Most veggies shine when they’re simply dressed and just slightly adorned. A light drizzle of olive oil, simple seasonings of salt, pepper and herbs, and maybe a squeeze of lemon will usually do the trick when veggie side dishes appear on my dinner table.
But why feel like you always need to keep it on the safe side? Let’s get wild. Let’s play dress up and show off how a simple squash can turn into a stunning main meal simply by stuffing it chock-full of savory stuffings and cooking it on the grates.
I’m in. How about you?
My husband created this recipe to welcome in the whispers of fall and to continue cooking on his beloved Saber grill. The guy can’t say ‘bye to his favorite cooking accessory just because there’s a chill in the air.
One of the bonuses of cooking the stuffing on the grill’s side burner, and essentially baking the acorn squash on the grill grates, is that if you’re cooking for a Thanksgiving crowd, holiday party, it frees up the stove and the oven for bigger dinnertime items. And let’s grill and don’t want it to feel abandoned.

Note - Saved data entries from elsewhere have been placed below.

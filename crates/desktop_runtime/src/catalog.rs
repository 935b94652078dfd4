//! The static portfolio catalog and site-wide content constants.
//!
//! Records are created once at process start and never mutated. Catalog order
//! matters: it drives window stacking (later entries draw above earlier ones).

use crate::model::{FolderContent, FolderId, FolderRecord, PointerPosition};

/// DOM id of the hidden audio element backing the music panel.
pub const AUDIO_ELEMENT_ID: &str = "workspace-audio-channel";
/// Looping track played by the music panel.
pub const AUDIO_TRACK_SRC: &str = "/audio/pranav-theme.mp3";
/// Photo wallpaper behind the desktop.
pub const DESKTOP_WALLPAPER: &str = "/images/shivpranav.jpg";
/// Number shown in the chat contact popup.
pub const CONTACT_PHONE: &str = "+91-80086 36217";
/// Outbound profile link on the taskbar.
pub const PROFILE_URL: &str = "https://www.instagram.com/usernamepranav/";

/// Search suggestions offered on the hero screen.
pub static HERO_SUGGESTIONS: &[&str] = &[
    "theatre shots",
    "green screen takes",
    "candid / just like that",
    "showreel",
];

static BHOOTAGAANAM_IMAGES: &[&str] = &[
    "/images/bhootaganam/1.jpg",
    "/images/bhootaganam/2.jpg",
    "/images/bhootaganam/3.jpg",
    "/images/bhootaganam/4.jpg",
    "/images/bhootaganam/5.jpg",
    "/images/bhootaganam/6.jpg",
    "/images/bhootaganam/7.jpg",
    "/images/bhootaganam/8.jpg",
    "/images/bhootaganam/9.jpg",
    "/images/bhootaganam/10.jpg",
    "/images/bhootaganam/11.jpg",
];

static BKB_IMAGES: &[&str] = &[
    "/images/bkb/1.jpg",
    "/images/bkb/2.jpg",
    "/images/bkb/3.jpg",
    "/images/bkb/4.jpg",
    "/images/bkb/5.jpg",
    "/images/bkb/6.jpg",
    "/images/bkb/7.jpg",
];

static GREEN_SCREEN_IMAGES: &[&str] = &[
    "/images/green/1.jpg",
    "/images/green/2.jpg",
    "/images/green/3.jpg",
    "/images/green/4.jpg",
    "/images/green/5.jpg",
    "/images/green/6.jpg",
    "/images/green/7.jpg",
    "/images/green/8.jpg",
    "/images/green/9.jpg",
];

static JUST_LIKE_THAT_IMAGES: &[&str] = &[
    "/images/just/1.jpg",
    "/images/just/2.jpg",
    "/images/just/3.jpg",
    "/images/just/4.jpg",
    "/images/just/5.jpg",
    "/images/just/6.jpg",
    "/images/just/7.jpg",
    "/images/just/8.jpg",
];

const ABOUT_ME_TEXT: &str = "I'm Shiva Pranav, an actor who found his way back to life through theatre. At a time when everything felt dim, the stage was a ray of sunshine, I still remember deciding, during one ordinary sunset, that this is what I'm going to do. Since then, the actor in me hasn't gone quiet, and it won't. I love becoming someone else, not for show, but to see how deeply I can blend into a character; big role, small role, it doesn't matter. I believe I have it in me to do whatever it takes. You'll know the rest when we work together.";

/// The ordered folder catalog.
pub static FOLDERS: &[FolderRecord] = &[
    FolderRecord {
        id: FolderId("bhootagaanam"),
        title: "Bhootagaanam [Theatre]",
        placement: PointerPosition { x: 120, y: 70 },
        icon: None,
        content: FolderContent::resolve(None, None, BHOOTAGAANAM_IMAGES),
    },
    FolderRecord {
        id: FolderId("bhaag-kodaka"),
        title: "Bhaag Kodaka Bhaag [Theatre]",
        placement: PointerPosition { x: 120, y: 190 },
        icon: None,
        content: FolderContent::resolve(None, None, BKB_IMAGES),
    },
    FolderRecord {
        id: FolderId("green-screen"),
        title: "Green Screen",
        placement: PointerPosition { x: 120, y: 310 },
        icon: None,
        content: FolderContent::resolve(None, None, GREEN_SCREEN_IMAGES),
    },
    FolderRecord {
        id: FolderId("just-like-that"),
        title: "Just Like That",
        placement: PointerPosition { x: 330, y: 90 },
        icon: None,
        content: FolderContent::resolve(None, None, JUST_LIKE_THAT_IMAGES),
    },
    FolderRecord {
        id: FolderId("about-me"),
        title: "About Me",
        placement: PointerPosition { x: 520, y: 110 },
        icon: Some("/images/about.jpg"),
        content: FolderContent::resolve(None, Some(ABOUT_ME_TEXT), &[]),
    },
    FolderRecord {
        id: FolderId("showreel"),
        title: "Showreel",
        placement: PointerPosition { x: 520, y: 220 },
        icon: Some("/images/showr.jpg"),
        content: FolderContent::resolve(Some("/videos/showreel.mp4"), None, &[]),
    },
];

/// Looks a record up by id.
pub fn folder(id: FolderId) -> Option<&'static FolderRecord> {
    FOLDERS.iter().find(|record| record.id == id)
}

/// Looks a record up by raw slug (boot links arrive as strings).
pub fn folder_by_slug(slug: &str) -> Option<&'static FolderRecord> {
    FOLDERS.iter().find(|record| record.id.as_str() == slug)
}

/// Position of a record in catalog order; drives window stacking.
pub fn position_of(id: FolderId) -> Option<usize> {
    FOLDERS.iter().position(|record| record.id == id)
}

/// All catalog ids in order.
pub fn folder_ids() -> Vec<FolderId> {
    FOLDERS.iter().map(|record| record.id).collect()
}

#[cfg(test)]
mod tests {
    use super::*;

    #[test]
    fn catalog_ids_are_unique() {
        for (index, record) in FOLDERS.iter().enumerate() {
            assert_eq!(
                position_of(record.id),
                Some(index),
                "duplicate catalog id {}",
                record.id
            );
        }
    }

    #[test]
    fn content_resolution_prefers_video_then_text_then_images() {
        let video = FolderContent::resolve(Some("/v.mp4"), Some("text"), &["/a.jpg"]);
        assert_eq!(video, FolderContent::Video("/v.mp4"));

        let text = FolderContent::resolve(None, Some("text"), &["/a.jpg"]);
        assert_eq!(text, FolderContent::Text("text"));

        let images: &'static [&'static str] = &["/a.jpg"];
        assert_eq!(
            FolderContent::resolve(None, None, images),
            FolderContent::Slideshow(images)
        );

        assert_eq!(FolderContent::resolve(None, None, &[]), FolderContent::Empty);
    }

    #[test]
    fn about_me_is_a_text_folder() {
        let record = folder_by_slug("about-me").expect("about-me in catalog");
        assert!(matches!(record.content, FolderContent::Text(_)));
        assert_eq!(record.content.kind_label(), "Notes");
    }

    #[test]
    fn slideshow_folders_carry_their_first_image_as_thumbnail() {
        let record = folder_by_slug("bhootagaanam").expect("bhootagaanam in catalog");
        assert_eq!(record.thumbnail(), Some("/images/bhootaganam/1.jpg"));

        let explicit = folder_by_slug("showreel").expect("showreel in catalog");
        assert_eq!(explicit.thumbnail(), Some("/images/showr.jpg"));
    }

    #[test]
    fn unknown_slug_resolves_to_nothing() {
        assert!(folder_by_slug("not-a-folder").is_none());
    }
}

- ½ pound mild Italian sausage, crumbled
- ½ pound cremini mushrooms (about 5-6 medium), sliced
- ½ yellow bell pepper, diced
- 1 small yellow onion, diced
- 2 stalks celery, diced
- 3 cups stale white bread, cut into ½ inch cubes
- ¾ cup chopped kale leaves, stems removed
- ¼ cup toasted pine nuts
- ½ cup parmesan cheese
- ½ cup chicken broth
- 1 teaspoon kosher salt
- 1 teaspoon freshly ground black pepper
- 2 acorn squash, cut in half and seeded
- 1 tablespoon olive oil
- ¾ cup shredded gouda cheese
- Preheat your Saber grill on medium high for 10-15 minutes.
- In a 10-inch skillet, cook the sausage on the Saber side burner set to medium-high heat until cooked through, about 5-8 minutes. Add the mushrooms, bell pepper, onion, and celery and cook until the vegetables become transparent, about 5 minutes. Add the kale leaves and cook for another 2-3 minutes. Transfer the mixture to a large bowl. Add the bread cubes, pine nuts, and parmesan cheese and stir to combine. Add ¼ cup up to ½ cup of chicken broth until the mixture is moistened to your preference. Season with kosher salt and ground black pepper, and more to taste.
- Brush the cut side of the squash with olive oil.
- Wipe the grates of the grill with a paper towel moistened with grapeseed oil. Grill the squash cut side down for 5-10 minutes. Turn off the heat on one side of the grill and move the squash to that side, flipping the squash cut side up, and stuff the insides of the squash halves with the sausage mixture. Top each half with gouda cheese and roast for 25-30 minutes or until the squash is tender. Serve with more parmesan cheese if desired.